私は強くなったのではない。怖さはある。アルベルトからの手紙を見るたびに胃が重くなるし、リネリアが夜中に「リネ、いる?」と確認すると胸が痛む。
それでも、逃げるだけでは終われない。
リネリアの名前を守るために屋敷を出た。その先で、同じように名を奪われる子どもがいるなら、私は針を持つ。
テオドール様はしばらく私を見ていた。
「分かりました。ただし、あなたを前線に置くことはしません。証拠分析と子どもの保護が中心です。捜査は私と領兵が担う」
「承知しました」
「それから、これを」
彼は小さな箱を差し出した。中には、北境の名綴り師に与えられる職務章が入っていた。銀の針と雪紋を組み合わせた簡素な徽章だ。

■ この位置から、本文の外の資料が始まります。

//! Subscription channels and the replay history used after reconnects

use crate::{
    auth::{AuthMode, Credentials},
    data::Params,
};
use parking_lot::Mutex;
use std::fmt;

const SUBSCRIBE_PREFIX: &str = "subscribe";
const UNSUBSCRIBE_PREFIX: &str = "un";

/// Streaming channels offered by the API
#[derive(Debug, Clone, Copy, PartialEq, Eq, Hash)]
pub enum Channel {
    Ticker,
    Orderbook,
    Trades,
    Candles,
    Reports,
}

impl Channel {
    pub const ALL: [Channel; 5] = [
        Channel::Ticker,
        Channel::Orderbook,
        Channel::Trades,
        Channel::Candles,
        Channel::Reports,
    ];

    pub fn name(&self) -> &'static str {
        match self {
            Channel::Ticker => "Ticker",
            Channel::Orderbook => "Orderbook",
            Channel::Trades => "Trades",
            Channel::Candles => "Candles",
            Channel::Reports => "Reports",
        }
    }

    pub fn subscribe_method(&self) -> String {
        format!("{}{}", SUBSCRIBE_PREFIX, self.name())
    }

    pub fn unsubscribe_method(&self) -> String {
        unsubscribe_method(&self.subscribe_method())
    }

    /// Method to send: the unsubscribe variant when `cancel` is set
    pub fn method(&self, cancel: bool) -> String {
        if cancel {
            self.unsubscribe_method()
        } else {
            self.subscribe_method()
        }
    }

    pub fn from_method(method: &str) -> Option<Self> {
        let name = method
            .strip_prefix(UNSUBSCRIBE_PREFIX)
            .unwrap_or(method)
            .strip_prefix(SUBSCRIBE_PREFIX)?;
        Channel::ALL.into_iter().find(|channel| channel.name() == name)
    }
}

impl fmt::Display for Channel {
    fn fmt(&self, f: &mut fmt::Formatter<'_>) -> fmt::Result {
        f.write_str(self.name())
    }
}

/// `"un" + subscribe_method`
pub fn unsubscribe_method(subscribe_method: &str) -> String {
    format!("{}{}", UNSUBSCRIBE_PREFIX, subscribe_method)
}

pub fn is_subscribe(method: &str) -> bool {
    method.starts_with(SUBSCRIBE_PREFIX)
}

pub fn is_unsubscribe(method: &str) -> bool {
    method
        .strip_prefix(UNSUBSCRIBE_PREFIX)
        .map(is_subscribe)
        .unwrap_or(false)
}

/// A command re-issued after the connection is re-opened
#[derive(Debug, Clone, PartialEq)]
pub enum ReplayEntry {
    /// Login is re-signed with a fresh nonce, never replayed verbatim
    Login { credentials: Credentials, mode: AuthMode },
    Subscribe { method: String, params: Params },
}

/// Record of the session state a reconnect has to restore
#[derive(Debug, Default)]
pub struct SubscriptionHistory {
    login: Mutex<Option<(Credentials, AuthMode)>>,
    subscriptions: Mutex<Vec<(String, Params)>>,
}

impl SubscriptionHistory {
    pub fn new() -> Self {
        Self::default()
    }

    pub fn record_login(&self, credentials: Credentials, mode: AuthMode) {
        *self.login.lock() = Some((credentials, mode));
    }

    /// Track a transmitted request; only (un)subscribe methods change the history
    pub fn record(&self, method: &str, params: &Params) {
        let mut subscriptions = self.subscriptions.lock();

        if is_unsubscribe(method) {
            let subscribe = &method[UNSUBSCRIBE_PREFIX.len()..];
            let before = subscriptions.len();
            subscriptions.retain(|(m, p)| !(m == subscribe && p == params));

            if subscriptions.len() == before {
                // params may differ in optional fields; fall back to the symbol
                let symbol = params.get("symbol");
                subscriptions.retain(|(m, p)| !(m == subscribe && p.get("symbol") == symbol));
            }
            tracing::debug!("Removed {} from subscription history", subscribe);
        } else if is_subscribe(method) {
            if !subscriptions.iter().any(|(m, p)| m == method && p == params) {
                subscriptions.push((method.to_string(), params.clone()));
                tracing::debug!("Added {} to subscription history", method);
            }
        }
    }

    /// Commands to re-issue, login first, subscriptions in original order
    pub fn replay_plan(&self) -> Vec<ReplayEntry> {
        let mut plan = Vec::new();

        if let Some((credentials, mode)) = self.login.lock().clone() {
            plan.push(ReplayEntry::Login { credentials, mode });
        }

        plan.extend(
            self.subscriptions
                .lock()
                .iter()
                .map(|(method, params)| ReplayEntry::Subscribe {
                    method: method.clone(),
                    params: params.clone(),
                }),
        );
        plan
    }

    pub fn active_subscriptions(&self) -> Vec<String> {
        self.subscriptions.lock().iter().map(|(method, _)| method.clone()).collect()
    }

    pub fn clear(&self) {
        *self.login.lock() = None;
        self.subscriptions.lock().clear();
    }
}

#[cfg(test)]
mod tests {
    use super::*;
    use serde_json::json;

    fn params(symbol: &str) -> Params {
        let mut params = Params::new();
        params.insert("symbol".into(), json!(symbol));
        params
    }

    #[test]
    fn test_method_names() {
        assert_eq!(Channel::Ticker.subscribe_method(), "subscribeTicker");
        assert_eq!(Channel::Orderbook.unsubscribe_method(), "unsubscribeOrderbook");
        assert_eq!(Channel::Reports.method(true), "unsubscribeReports");
        assert_eq!(Channel::Candles.method(false), "subscribeCandles");
    }

    #[test]
    fn test_from_method() {
        assert_eq!(Channel::from_method("subscribeTrades"), Some(Channel::Trades));
        assert_eq!(Channel::from_method("unsubscribeTrades"), Some(Channel::Trades));
        assert_eq!(Channel::from_method("getTrades"), None);
        assert_eq!(Channel::from_method("subscribeNothing"), None);
    }

    #[test]
    fn test_history_tracks_subscribe_and_unsubscribe() {
        let history = SubscriptionHistory::new();
        history.record("subscribeTicker", &params("BTCUSD"));
        history.record("subscribeTicker", &params("ETHBTC"));
        history.record("subscribeTicker", &params("BTCUSD"));
        history.record("getTrades", &params("BTCUSD"));
        assert_eq!(history.active_subscriptions().len(), 2);

        history.record("unsubscribeTicker", &params("BTCUSD"));
        assert_eq!(
            history.replay_plan(),
            vec![ReplayEntry::Subscribe { method: "subscribeTicker".into(), params: params("ETHBTC") }]
        );
    }

    #[test]
    fn test_unsubscribe_matches_on_symbol() {
        let history = SubscriptionHistory::new();
        let mut candle_params = params("BTCUSD");
        candle_params.insert("period".into(), json!("M30"));
        history.record("subscribeCandles", &candle_params);

        history.record("unsubscribeCandles", &params("BTCUSD"));
        assert!(history.active_subscriptions().is_empty());
    }

    #[test]
    fn test_login_replayed_first() {
        let history = SubscriptionHistory::new();
        history.record("subscribeReports", &Params::new());
        history.record_login(Credentials::new("k", "s"), AuthMode::Signed);

        let plan = history.replay_plan();
        assert!(matches!(plan[0], ReplayEntry::Login { mode: AuthMode::Signed, .. }));
        assert!(matches!(&plan[1], ReplayEntry::Subscribe { method, .. } if method == "subscribeReports"));

        history.clear();
        assert!(history.replay_plan().is_empty());
    }
}
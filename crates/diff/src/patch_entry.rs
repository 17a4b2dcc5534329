use std::fmt;
use std::str::FromStr;

#[cfg(feature = "serde")]
use serde::{Deserialize, Serialize};

use crate::bitap::MAX_PATTERN_LENGTH;
use crate::chars::{collect, index_of, last_index_of};
use crate::config::Config;
use crate::diff;
use crate::difference::Difference;
use crate::edit_type::EditType;
use crate::encoding::{decode, encode};
use crate::error::{Error, Result};

/// One localized edit of a patch, with enough surrounding context to be
/// found again in text that has drifted.
///
/// Offsets and lengths are 0-based and counted in chars; the textual form
/// written by [`Display`](fmt::Display) is 1-based.
#[derive(Debug, Clone, Default, PartialEq, Eq)]
#[cfg_attr(feature = "serde", derive(Serialize, Deserialize))]
pub struct PatchEntry {
    /// Offset of the entry in the source text
    pub source_start: usize,

    /// Offset of the entry in the target text
    pub target_start: usize,

    /// Length of the source side in chars
    pub source_length: usize,

    /// Length of the target side in chars
    pub target_length: usize,

    /// The edits, including leading and trailing context
    pub differences: Vec<Difference>,
}

impl PatchEntry {
    /// Create an empty entry starting at the given offsets
    pub fn new(source_start: usize, target_start: usize) -> Self {
        Self {
            source_start,
            target_start,
            ..Self::default()
        }
    }

    /// Text the entry expects to find
    pub fn source_text(&self) -> String {
        diff::source_text(&self.differences)
    }

    /// Text the entry leaves behind
    pub fn target_text(&self) -> String {
        diff::target_text(&self.differences)
    }

    /// Check if the entry carries no edits at all
    pub fn is_empty(&self) -> bool {
        self.differences.is_empty()
    }

    /// Surround the entry with equal context taken from `text` until its
    /// source side occurs only once there, or until it would no longer fit
    /// into a fuzzy search pattern.
    pub fn add_context(&mut self, text: &[char], config: &Config) {
        if text.is_empty() {
            return;
        }
        let margin = config.margin;
        let start = self.target_start.min(text.len());
        let end = (start + self.source_length).min(text.len());
        let window = |padding: usize| start.saturating_sub(padding)..(end + padding).min(text.len());

        let mut padding = 0;
        let mut pattern = &text[window(padding)];
        while margin > 0
            && index_of(text, pattern, 0) != last_index_of(text, pattern, text.len())
            && pattern.len() < MAX_PATTERN_LENGTH.saturating_sub(2 * margin)
        {
            padding += margin;
            pattern = &text[window(padding)];
        }
        // Pad once more past the point of uniqueness.
        padding += margin;

        let prefix = &text[start.saturating_sub(padding)..start];
        if !prefix.is_empty() {
            self.differences.insert(0, Difference::equal(collect(prefix)));
        }
        let suffix = &text[end..(end + padding).min(text.len())];
        if !suffix.is_empty() {
            self.differences.push(Difference::equal(collect(suffix)));
        }

        self.source_start = self.source_start.saturating_sub(prefix.len());
        self.target_start = self.target_start.saturating_sub(prefix.len());
        self.source_length += prefix.len() + suffix.len();
        self.target_length += prefix.len() + suffix.len();
    }
}

/// Header coordinates: `start,0` when empty, bare 1-based start for a
/// single char, `start,length` otherwise.
fn write_coords(f: &mut fmt::Formatter<'_>, start: usize, length: usize) -> fmt::Result {
    match length {
        0 => write!(f, "{},0", start),
        1 => write!(f, "{}", start + 1),
        _ => write!(f, "{},{}", start + 1, length),
    }
}

fn parse_coords(coords: &str) -> Option<(usize, usize)> {
    let (start, length) = match coords.split_once(',') {
        Some((start, length)) => (start.parse::<usize>().ok()?, length.parse::<usize>().ok()?),
        None => (coords.parse::<usize>().ok()?, 1),
    };
    if length == 0 {
        Some((start, 0))
    } else {
        Some((start.checked_sub(1)?, length))
    }
}

/// Parse `@@ -S[,L] +S[,L] @@` into 0-based starts and lengths
fn parse_header(line: &str) -> Result<(usize, usize, usize, usize)> {
    let invalid = || Error::InvalidHeader {
        line: line.to_string(),
    };
    let inner = line
        .strip_prefix("@@ ")
        .and_then(|rest| rest.strip_suffix(" @@"))
        .ok_or_else(invalid)?;
    let mut parts = inner.split(' ');
    let (source, target) = match (parts.next(), parts.next(), parts.next()) {
        (Some(source), Some(target), None) => (source, target),
        _ => return Err(invalid()),
    };
    let (source_start, source_length) = source
        .strip_prefix('-')
        .and_then(parse_coords)
        .ok_or_else(invalid)?;
    let (target_start, target_length) = target
        .strip_prefix('+')
        .and_then(parse_coords)
        .ok_or_else(invalid)?;
    Ok((source_start, source_length, target_start, target_length))
}

impl fmt::Display for PatchEntry {
    fn fmt(&self, f: &mut fmt::Formatter<'_>) -> fmt::Result {
        write!(f, "@@ -")?;
        write_coords(f, self.source_start, self.source_length)?;
        write!(f, " +")?;
        write_coords(f, self.target_start, self.target_length)?;
        writeln!(f, " @@")?;
        for diff in &self.differences {
            writeln!(f, "{}{}", diff.edit_type, encode(&diff.text))?;
        }
        Ok(())
    }
}

impl FromStr for PatchEntry {
    type Err = Error;

    /// Parse a single block: the header line followed by its body lines.
    fn from_str(block: &str) -> Result<Self> {
        let mut lines = block.split('\n');
        let header = lines.next().unwrap_or_default();
        let (source_start, source_length, target_start, target_length) = parse_header(header)?;

        let mut differences = Vec::new();
        for line in lines {
            let mut chars = line.chars();
            let Some(symbol) = chars.next() else {
                // Blank lines are tolerated.
                continue;
            };
            let edit_type = EditType::from_symbol(symbol).ok_or_else(|| Error::InvalidLine {
                line: line.to_string(),
            })?;
            differences.push(Difference::new(edit_type, decode(chars.as_str())?));
        }

        Ok(Self {
            source_start,
            target_start,
            source_length,
            target_length,
            differences,
        })
    }
}
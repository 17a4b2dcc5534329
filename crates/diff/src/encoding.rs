//! Percent-encoding of span text inside patches and deltas.
//!
//! `%`, ASCII control chars (newlines and tabs among them) and non-ASCII
//! chars are escaped, so a span never breaks the line or token structure.
//! Decoding accepts any well-formed `%XX` sequence so patches written by
//! other tools still parse.

use percent_encoding::{percent_decode_str, utf8_percent_encode, AsciiSet, CONTROLS};

use crate::error::{Error, Result};

/// Chars escaped in patch and delta text.
const SPAN_TEXT: &AsciiSet = &CONTROLS.add(b'%');

/// Escape `%`, control chars and non-ASCII chars.
pub fn encode(text: &str) -> String {
    utf8_percent_encode(text, SPAN_TEXT).to_string()
}

/// Undo percent-encoding.
pub fn decode(text: &str) -> Result<String> {
    let invalid = || Error::InvalidEscape {
        text: text.to_string(),
    };

    // The decoder passes stray `%` through untouched; a patch with one is
    // corrupt.
    let bytes = text.as_bytes();
    let well_formed = bytes
        .iter()
        .enumerate()
        .filter(|&(_, &b)| b == b'%')
        .all(|(i, _)| {
            bytes
                .get(i + 1..i + 3)
                .is_some_and(|hex| hex.iter().all(u8::is_ascii_hexdigit))
        });
    if !well_formed {
        return Err(invalid());
    }

    percent_decode_str(text)
        .decode_utf8()
        .map(|decoded| decoded.into_owned())
        .map_err(|_| invalid())
}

「本来なら月末の会議で正式に渡す予定でしたが、今必要です。これがあれば、領内の名簿所や工房で職務上の確認を求められます」
私は徽章を手に取った。
軽い。
けれど、その軽さの中に責任がある。
「お預かりします」
「預かるのではなく、あなたのものです」
その言葉に、私は胸の奥が少し震えた。
誰かの妻としての印ではない。
名綴り師エレノアとしての印。
その日の夕方、リネリアは私の胸元の徽章に気づいた。
「おかあさま、きらきら」
「お仕事の印よ」
「リネのうさぎと、なかま?」
「そうね。お母さまの印」
リネリアは徽章にそっと指で触れた。
「おかあさま、かっこいい」
私は笑って娘を抱きしめた。
その夜、マイラは眠る前に、自分から名呼びを頼んだ。
「もう一回、呼んで」
マリベルが優しく答える。
「マイラ」
「はい」
マイラは涙を拭き、もう一度言った。
「はい。わたし、マイラ」
その返事を聞きながら、私は胸元の職務章を握った。
名前を売る店は一つ潰れた。
けれど、黒いインクの源はまだ見つかっていない。